▶ **REQUIRED ACTION**: For the listing below, report all lines that hold the word "with".

▶ **INPUT**:
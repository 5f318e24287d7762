//! Interpreter Process Model
//!
//! Lifecycle record for the spawned interpreter: pid, state, timestamps,
//! and exit code. The session owns exactly one of these.

use chrono::{DateTime, Utc};
use serde::{Deserialize, Serialize};

/// Represents the state of the interpreter process
#[derive(Debug, Clone, Copy, PartialEq, Eq, Serialize, Deserialize, Default)]
pub enum ProcessState {
    /// Process has been created but not started
    #[default]
    Created,
    /// Process is currently running
    Running,
    /// Process has terminated
    Terminated,
}

/// Lifecycle record for the spawned interpreter process
#[derive(Debug, Clone, Serialize, Deserialize)]
pub struct ShellProcess {
    /// OS process identifier
    pub pid: Option<u32>,

    /// Current state of the process
    pub state: ProcessState,

    /// When the process was started
    pub start_time: Option<DateTime<Utc>>,

    /// When the process terminated (if applicable)
    pub end_time: Option<DateTime<Utc>>,

    /// Exit code, when the process has terminated and one was observed
    pub exit_code: Option<i32>,

    /// Command that was executed
    pub command: String,

    /// Arguments passed to the command
    pub args: Vec<String>,
}

impl ShellProcess {
    /// Create a new process record in the Created state
    pub fn new(command: String, args: Vec<String>) -> Self {
        Self {
            pid: None,
            state: ProcessState::Created,
            start_time: None,
            end_time: None,
            exit_code: None,
            command,
            args,
        }
    }

    /// Mark the process as started with the given PID
    pub fn mark_started(&mut self, pid: u32) {
        self.pid = Some(pid);
        self.state = ProcessState::Running;
        self.start_time = Some(Utc::now());
    }

    /// Mark the process as terminated, recording the exit code when known
    pub fn mark_terminated(&mut self, exit_code: Option<i32>) {
        self.state = ProcessState::Terminated;
        self.end_time = Some(Utc::now());
        self.exit_code = exit_code;
    }

    /// Check if the process is currently running
    pub fn is_running(&self) -> bool {
        matches!(self.state, ProcessState::Running)
    }

    /// Check if the process has terminated
    pub fn is_terminated(&self) -> bool {
        matches!(self.state, ProcessState::Terminated)
    }

    /// Get the execution duration if the process has terminated
    pub fn execution_duration(&self) -> Option<std::time::Duration> {
        match (self.start_time, self.end_time) {
            (Some(start), Some(end)) => {
                Some(end.signed_duration_since(start).to_std().unwrap_or_default())
            }
            _ => None,
        }
    }
}

impl std::fmt::Display for ShellProcess {
    fn fmt(&self, f: &mut std::fmt::Formatter<'_>) -> std::fmt::Result {
        let state = match self.state {
            ProcessState::Created => "created",
            ProcessState::Running => "running",
            ProcessState::Terminated => "terminated",
        };
        let pid = self.pid.map_or("-".to_string(), |pid| pid.to_string());
        write!(f, "{} {} [pid {}] {}", self.command, self.args.join(" "), pid, state)
    }
}
//! Interpreter Process Spawning
//!
//! Spawns the interpreter under a command shell on a pseudoterminal via
//! the portable-pty crate, with input echo disabled so the interpreter's
//! replies never contain our own commands.

use std::io::{Read, Write};
use std::sync::mpsc::channel;
use std::thread;

use portable_pty::{native_pty_system, Child, CommandBuilder, PtyPair, PtySize};

use super::signals::SigintGuard;
use super::streams::PtyStreams;
use crate::config::ShellConfig;
use crate::error::{Error, Result};
use crate::models::ShellProcess;

/// Handle to the spawned interpreter child process.
pub type BoxedChild = Box<dyn Child + Send + Sync>;

/// Spawn the interpreter described by `config` on a fresh PTY.
///
/// The interpreter is launched through the configured command shell
/// (`<shell> -c "<interpreter> <args>"`). SIGINT is held at the default
/// disposition for the duration of the spawn so the child inherits an
/// interruptible state.
pub fn spawn_shell_process(
    config: &ShellConfig,
) -> Result<(ShellProcess, PtyStreams, BoxedChild)> {
    let spawn_cmd = config.spawn_command();

    let pty_system = native_pty_system();
    let pair = pty_system
        .openpty(PtySize {
            rows: 24,
            cols: 80,
            pixel_width: 0,
            pixel_height: 0,
        })
        .map_err(|e| Error::PtyCreationFailed {
            command: spawn_cmd.clone(),
            reason: e.to_string(),
        })?;

    disable_echo(&pair)?;

    let mut cmd = CommandBuilder::new(&config.shell);
    cmd.arg("-c");
    cmd.arg(&spawn_cmd);

    let child = {
        let _sigint = SigintGuard::acquire()?;
        pair.slave
            .spawn_command(cmd)
            .map_err(|e| Error::CommandSpawnFailed {
                command: spawn_cmd.clone(),
                reason: e.to_string(),
            })?
    };

    let mut process = ShellProcess::new(
        config.shell.clone(),
        vec!["-c".to_string(), spawn_cmd],
    );
    if let Some(pid) = child.process_id() {
        process.mark_started(pid);
    }
    debug!("spawned interpreter process: {}", process);

    let streams = create_pty_streams(pair)?;

    Ok((process, streams, child))
}

/// Clear the ECHO flag on the PTY master so input is not reflected back.
#[cfg(unix)]
fn disable_echo(pair: &PtyPair) -> Result<()> {
    use nix::sys::termios::{tcgetattr, tcsetattr, LocalFlags, SetArg};
    use std::os::fd::BorrowedFd;

    let Some(raw_fd) = pair.master.as_raw_fd() else {
        warn!("PTY master exposes no file descriptor; echo left enabled");
        return Ok(());
    };

    // Safety: the fd belongs to the live PtyPair borrowed for this call.
    let fd = unsafe { BorrowedFd::borrow_raw(raw_fd) };
    let mut termios = tcgetattr(fd).map_err(|e| Error::EchoConfigFailed {
        reason: e.to_string(),
    })?;
    termios.local_flags.remove(LocalFlags::ECHO);
    tcsetattr(fd, SetArg::TCSANOW, &termios).map_err(|e| Error::EchoConfigFailed {
        reason: e.to_string(),
    })
}

#[cfg(not(unix))]
fn disable_echo(_pair: &PtyPair) -> Result<()> {
    Ok(())
}

/// Bridge the blocking PTY master I/O to channel-backed [`PtyStreams`]
/// via dedicated reader and writer threads.
fn create_pty_streams(pair: PtyPair) -> Result<PtyStreams> {
    let mut master_reader =
        pair.master
            .try_clone_reader()
            .map_err(|e| Error::PtyReaderCloneFailed {
                reason: e.to_string(),
            })?;
    let mut master_writer = pair
        .master
        .take_writer()
        .map_err(|e| Error::PtyWriterTakeFailed {
            reason: e.to_string(),
        })?;

    // Channel: PTY output -> session
    let (tx_out, rx_out) = channel::<Vec<u8>>();
    // Channel: session input -> PTY writer thread
    let (tx_in, rx_in) = channel::<Vec<u8>>();

    // Reader thread: forward PTY output until EOF or a persistent error
    thread::spawn(move || {
        let mut buf = [0u8; 4096];
        let mut consecutive_errors = 0;
        const MAX_CONSECUTIVE_ERRORS: u32 = 5;

        loop {
            match master_reader.read(&mut buf) {
                Ok(0) => {
                    debug!("PTY read EOF - interpreter terminated");
                    break;
                }
                Ok(n) => {
                    consecutive_errors = 0;
                    if tx_out.send(buf[..n].to_vec()).is_err() {
                        debug!("PTY read: session dropped, stopping reader thread");
                        break;
                    }
                }
                Err(e) if e.kind() == std::io::ErrorKind::Interrupted => continue,
                Err(e) if e.kind() == std::io::ErrorKind::WouldBlock => {
                    thread::sleep(std::time::Duration::from_millis(10));
                }
                Err(e) => {
                    consecutive_errors += 1;
                    warn!(
                        "PTY read error ({}): {} (attempt {}/{})",
                        e.kind(),
                        e,
                        consecutive_errors,
                        MAX_CONSECUTIVE_ERRORS
                    );
                    if consecutive_errors >= MAX_CONSECUTIVE_ERRORS {
                        error!("PTY read: too many consecutive errors, stopping reader thread");
                        break;
                    }
                    thread::sleep(std::time::Duration::from_millis(50));
                }
            }
        }
        debug!("PTY reader thread exiting");
    });

    // Writer thread: drain queued input into the PTY master
    thread::spawn(move || {
        while let Ok(data) = rx_in.recv() {
            loop {
                match master_writer.write_all(&data) {
                    Ok(()) => {
                        if let Err(e) = master_writer.flush() {
                            debug!("PTY flush error: {}", e);
                        }
                        break;
                    }
                    Err(e) if e.kind() == std::io::ErrorKind::Interrupted => continue,
                    Err(e) => {
                        warn!("PTY write error ({}): {}", e.kind(), e);
                        return;
                    }
                }
            }
        }
        debug!("PTY writer thread exiting");
    });

    Ok(PtyStreams::from_channels(rx_out, tx_in))
}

▶ **TASK ANSWER**:
    /// Mark the process as started with the given PID
//! the portable-pty crate, with input echo disabled so the interpreter's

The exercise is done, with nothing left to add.